Thursday, December 15, 2005



from 1001 Sentences

#102

The poet in America is often happy.
For instance, I claim the name and space of Fascicle, which leads me to guard its borders, or try to dictate the movements of its borders, in ways that become manifest peculiarly when tied to a named entity (as opposed to the more fluid borders one maintains under general umbrella terms like 'an aesthetic' or 'a poetic'). Naming the space creates, in me, a unique kind of paranoia and control, the thought that something is gonna sneak in and corrupt the space. Instead of authenticity or membership, what becomes the criterion guiding the border patrol? I think editing is didactic.
Ice storm type of weather. And Word seems to be freezing up whenever I try to use it. Connected?

Re-reading last night Guy Davenport's Every Force Evolves a Form, after realizing earlier that that kind of discursive form has a lot of appeal to me as a writer, not just potentially or generally but does so right now at this particular moment. I've been toying with different ideas for writing projects after scrapping the Sex Hat manuscript. World Jelly is out now, and "Complex Sleep" will be out fairly soon. This other thing, 1001 Sentences, is getting close to halfway done. That's enough right now for that kind of language looking; I don't necessarily need to collect and publish all my stretchmarks. I'm taking notes/doing research for a longer piece I want to tackle in a year or two. The immediacy of poetry, which is often its draw -- to be constantly be creating the face/voice -- seems to drift my attentions away from the sort of discursive inquiries I'm increasingly wanting to develop.

Also, increasingly isolato, by choice. I wonder if there is not an inherent trouble to naming a group, to constructing a boundary: he is in Lucipo, she is not; I am a Flarfist, you are not; that is Quietude, but this is not. The question maybe is not so much 'does the name make the boundary' than 'how does the act of naming dictate the shape of the boundary.' The one(s) who claims the name guards the borders. Is the act of naming (dictating the boundary lines) anything other than a power play, however well intentioned. Eventually that boundary will be guarded. Guarded by criteria of membership, authenticity, historicity.

__________

Saturday, December 10, 2005

1940-2005

Sad news today. Rest in peace.

Wednesday, December 07, 2005

Happy retirement to the sweet swinging, slick picking, helmet-in-the-field wearing John Olerud. Two way star at Washington State (pitcher and hitter). Survivor of brain aneurysm (it's why he had to wear the helmet in the field). One of the few players to ever jump directly from college to the Show without putting in any time in the minors. Made a run at .400 with the Blue Jays. Clutch foundation of the Mets. Class act with the Mariners. Bowed out as a supreme platoon and bench player with the Red Sox. One of my favorites.

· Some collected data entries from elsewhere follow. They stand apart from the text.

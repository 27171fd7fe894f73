//! Classification through a hosted language model.

pub mod batch;
pub mod client;
pub mod json_recovery;
pub mod prompt;

pub use batch::{RemoteClassifier, RemoteSettings, DEFAULT_BATCH_SIZE};
pub use client::{
    AnthropicClient, CompletionClient, CompletionParams, LlmConfig, LlmError, DEFAULT_API_KEY_ENV,
    DEFAULT_BASE_URL, DEFAULT_MODEL,
};
pub use json_recovery::{extract_json_candidate, parse_json_object};
//! Shared numeric kernels: safe division and the stable sigmoid.

use ndarray::{Array, ArrayD, ArrayViewD, Dimension, Zip};

/// Elementwise `num / denom` that yields 0 wherever `denom == 0`.
///
/// Never panics on a zero denominator and never produces NaN or infinity
/// for finite inputs: the element maps to 0 regardless of the numerator.
///
/// Both arrays must have the same shape.
pub fn safe_divide<D: Dimension>(num: &Array<f64, D>, denom: &Array<f64, D>) -> Array<f64, D> {
    let mut out = Array::zeros(num.raw_dim());
    Zip::from(&mut out)
        .and(num)
        .and(denom)
        .for_each(|o, &n, &d| *o = if d == 0.0 { 0.0 } else { n / d });
    out
}

/// Numerically stable elementwise sigmoid: `σ(x) = 1 / (1 + exp(-x))`.
pub(crate) fn sigmoid(x: &ArrayViewD<'_, f64>) -> ArrayD<f64> {
    x.mapv(|v| {
        if v >= 0.0 {
            1.0 / (1.0 + (-v).exp())
        } else {
            let e = v.exp();
            e / (1.0 + e)
        }
    })
}

#[cfg(test)]
mod tests {
    use super::*;
    use approx::assert_relative_eq;
    use ndarray::array;

    #[test]
    fn test_safe_divide_zero_denominator() {
        let num = array![1.0, 0.0, 3.0];
        let denom = array![0.0, 0.0, 2.0];
        let out = safe_divide(&num, &denom);
        assert_eq!(out, array![0.0, 0.0, 1.5]);
    }

    #[test]
    fn test_safe_divide_never_nan() {
        let num = array![[0.0, 5.0], [2.0, 0.0]];
        let denom = array![[0.0, 0.0], [4.0, 8.0]];
        let out = safe_divide(&num, &denom);
        assert!(out.iter().all(|v| v.is_finite()));
        assert_eq!(out, array![[0.0, 0.0], [0.5, 0.0]]);
    }

    #[test]
    fn test_sigmoid_basic() {
        let x = array![0.0, 100.0, -100.0].into_dyn();
        let s = sigmoid(&x.view());
        assert_relative_eq!(s[[0]], 0.5, epsilon = 1e-9);
        assert_relative_eq!(s[[1]], 1.0, epsilon = 1e-9);
        assert_relative_eq!(s[[2]], 0.0, epsilon = 1e-9);
    }

    #[test]
    fn test_sigmoid_symmetry() {
        // σ(x) + σ(-x) = 1
        let x = array![1.0, 2.0, -3.0, 0.5].into_dyn();
        let neg = x.mapv(|v| -v);
        let s = sigmoid(&x.view());
        let s_neg = sigmoid(&neg.view());
        for (a, b) in s.iter().zip(s_neg.iter()) {
            assert_relative_eq!(a + b, 1.0, epsilon = 1e-12);
        }
    }
}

Also, a player in maybe my favorite contemporary baseball anecdote.

Rickey Henderson and Olerud were teammates with the Mets. That offseason, Olerud signed as a free agent with the Mariners. Rickey was released by the Mets the next season, and signed with the M's. Before a Mariners game, Rickey is talking to Olerud, and asks him why he wears a helmet in the field. "I had a brain aneurysm in college," Olerud says, "if I get hit in the head with a ball, I could die."

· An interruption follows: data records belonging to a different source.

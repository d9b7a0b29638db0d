//! Statistic reduction: confusion counts → F-beta score.

use ndarray::{arr0, Array1, Array2, ArrayD, Axis, Zip};

use crate::average::{Average, MultidimAverage};
use crate::compute::safe_divide;
use crate::error::{MetricError, Result};
use crate::stat_scores::StatScores;

/// Reduce confusion counts to an F-beta score.
///
/// Counts have shape `(rows, classes)`: one row under
/// [`MultidimAverage::Global`], one row per sample under
/// [`MultidimAverage::Samplewise`]. The output shape follows from the
/// averaging mode:
///
/// | average | Global | Samplewise |
/// |---|---|---|
/// | `Binary`/`Micro`/`Macro`/`Weighted` | scalar (0-dim) | `(N,)` |
/// | `None` | `(C,)` | `(N, C)` |
///
/// Per-class and aggregate divisions are safe: wherever a denominator is
/// zero the score is 0, never NaN. [`Average::Weighted`] weights classes by
/// support (tp + fn); [`Average::Macro`] weights every class that occurs in
/// predictions or targets equally and excludes classes with
/// `tp = fp = fn = 0` from the mean.
pub fn fbeta_reduce(
    scores: &StatScores,
    beta: f64,
    average: Average,
    multidim_average: MultidimAverage,
) -> Result<ArrayD<f64>> {
    validate_beta(beta)?;
    if multidim_average == MultidimAverage::Global && scores.rows() != 1 {
        return Err(MetricError::ShapeMismatch(format!(
            "global reduction expects a single count row, got {}",
            scores.rows()
        )));
    }
    let beta2 = beta * beta;
    let tp = &scores.true_positives;
    let fp = &scores.false_positives;
    let fn_ = &scores.false_negatives;

    match average {
        Average::Binary => {
            if scores.classes() != 1 {
                return Err(MetricError::ShapeMismatch(format!(
                    "binary reduction expects a single class column, got {}",
                    scores.classes()
                )));
            }
            let score = fbeta_formula(tp, fp, fn_, beta2);
            Ok(collapse_rows(score.column(0).to_owned(), multidim_average))
        }
        Average::Micro => {
            let tp = tp.sum_axis(Axis(1));
            let fp = fp.sum_axis(Axis(1));
            let fn_ = fn_.sum_axis(Axis(1));
            let num = tp.mapv(|v| (1.0 + beta2) * v);
            let denom = &num + &fn_.mapv(|v| beta2 * v) + &fp;
            Ok(collapse_rows(safe_divide(&num, &denom), multidim_average))
        }
        Average::None => {
            let score = fbeta_formula(tp, fp, fn_, beta2);
            Ok(match multidim_average {
                MultidimAverage::Global => score.row(0).to_owned().into_dyn(),
                MultidimAverage::Samplewise => score.into_dyn(),
            })
        }
        Average::Macro | Average::Weighted => {
            let score = fbeta_formula(tp, fp, fn_, beta2);
            let weights = if average == Average::Weighted {
                tp + fn_
            } else {
                let mut weights = Array2::<f64>::zeros(tp.raw_dim());
                Zip::from(&mut weights)
                    .and(tp)
                    .and(fp)
                    .and(fn_)
                    .for_each(|w, &a, &b, &c| {
                        *w = if a + b + c > 0.0 { 1.0 } else { 0.0 };
                    });
                weights
            };
            let num = (&weights * &score).sum_axis(Axis(1));
            let denom = weights.sum_axis(Axis(1));
            Ok(collapse_rows(safe_divide(&num, &denom), multidim_average))
        }
    }
}

/// `(1 + β²)·tp / ((1 + β²)·tp + β²·fn + fp)`, elementwise with safe division.
fn fbeta_formula(
    tp: &Array2<f64>,
    fp: &Array2<f64>,
    fn_: &Array2<f64>,
    beta2: f64,
) -> Array2<f64> {
    let num = tp.mapv(|v| (1.0 + beta2) * v);
    let denom = &num + &fn_.mapv(|v| beta2 * v) + fp;
    safe_divide(&num, &denom)
}

/// Squeeze per-row results to the output shape: a 0-dim scalar under global
/// reduction, an `(N,)` vector under samplewise reduction.
fn collapse_rows(values: Array1<f64>, multidim_average: MultidimAverage) -> ArrayD<f64> {
    match multidim_average {
        MultidimAverage::Global => arr0(values[0]).into_dyn(),
        MultidimAverage::Samplewise => values.into_dyn(),
    }
}

/// Reject non-positive or non-finite beta values.
pub(crate) fn validate_beta(beta: f64) -> Result<()> {
    if !beta.is_finite() || beta <= 0.0 {
        return Err(MetricError::InvalidArgument(format!(
            "beta must be a positive finite value, got {beta}"
        )));
    }
    Ok(())
}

"Oh," Rickey responds, "that's wild. A guy a played with on the Mets last year was the same way."

"I know, Rickey," Olerud responds, "that was me."

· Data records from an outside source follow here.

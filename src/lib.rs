//! Classification metrics over `ndarray` arrays.
//!
//! `medir` computes F-beta and F1 scores for binary, multiclass, and
//! multilabel classification from prediction and target arrays:
//!
//! - Micro, macro, weighted, and per-class averaging
//! - Global or per-sample reduction of extra dimensions
//! - Probability/logit inputs with thresholding, argmax, and top-k decision rules
//! - Ignore-index masking for partially labelled data
//!
//! All functions are pure: every call is independent, idempotent, and free
//! of I/O. Divisions are safe throughout — a zero denominator yields a score
//! of 0, never NaN.
//!
//! # Example
//!
//! ```
//! use medir::{binary_f1_score, MultidimAverage};
//! use ndarray::array;
//!
//! let target = array![0i64, 1, 0, 1, 0, 1].into_dyn();
//! let preds = array![0.0, 0.0, 1.0, 1.0, 0.0, 1.0].into_dyn();
//!
//! let score = binary_f1_score(
//!     preds.view(),
//!     target.view(),
//!     0.5,
//!     MultidimAverage::Global,
//!     None,
//!     true,
//! )?;
//! let f1 = score.into_dimensionality::<ndarray::Ix0>()?.into_scalar();
//! assert!((f1 - 2.0 / 3.0).abs() < 1e-6);
//! # Ok::<(), Box<dyn std::error::Error>>(())
//! ```

pub mod average;
pub mod compute;
pub mod error;
pub mod fbeta;
pub mod stat_scores;

pub use average::{Average, MultidimAverage, Task};
pub use error::{MetricError, Result};
pub use fbeta::{
    binary_f1_score, binary_fbeta_score, f1_score, fbeta_reduce, fbeta_score,
    multiclass_f1_score, multiclass_fbeta_score, multilabel_f1_score, multilabel_fbeta_score,
    ScoreConfig,
};
pub use stat_scores::StatScores;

Tuesday, December 06, 2005

Spazzing out. Things are good. Last week of class.

Active weeks on the Lucipo listsev. If you're not a jerk, you should join up.

My last three posts, out of context, give some notion of how my brain is functioning right now, and to serve as further evidence of my deep love affair with my own voice:

Tue Dec 6 16:04:11 EST 2005


Janet,

To echo Lord Watten, but "ideology, politicization, and old-fashioned literary criticism" ARE my interests and obsessions. It could be matter of preference, but my favorite artists seem to take on these matters pretty overtly.

I usually find myself just as much alive reading and discussing lit crit as eating a banana in my boxers. I'm increasingly skeptical of the kind of Cartesian split that would privilege either activity as inherently more alive than the other. Though it is nice to use that split if only to think of really intellectually eating a banana, or monkeying around and throwing poo in theory.

Anyway, unlike Chris, I'm an intuition freak, but I extend intuition into the bibliography of the projects I undertake. As soon as the semester is over I'm psyched to do some of that intuitive research: I've got my eyes on Joan Jonas, Lynn Hershman Leeson and Cindy Sherman as artists operating in those realms I'm interested in. I'm excited to find ways of intuitively tying my notion of their images, theories and ideas along with the other stuff I'm dragging in, like Aby Warburg, Gertrude Stein, Olson and Piers Plowman.

I actually AM planning on having a bibliography for the next big poetry thing I wanna do.

Lit crit and theory used to freak out the bubbling poet in me because I thought it was telling me everything I was doing wrong. Then I figured it out: it is! And it's also showing me dimensions and sites for doing things wrong that I would've never intuitively been aware of. More autonomy! More sites for intuition!

Less exclamations,

Tony

(PS, note to the list: I will now be retitling each post I respond to with the term "Tostian" to up its Google factor. I suggest you do the same.)

(Another note: last week of the semester, please forgive the spazzing.)


Tue Dec 6 11:51:14 EST 2005



Eduardo,

I might be old-fashioned in thinking that any art that presents itself as unpolitical is taking a hyper-political stance (most likely one that affirms the current political/social/etc. status quo by considering it a natural, a priori state).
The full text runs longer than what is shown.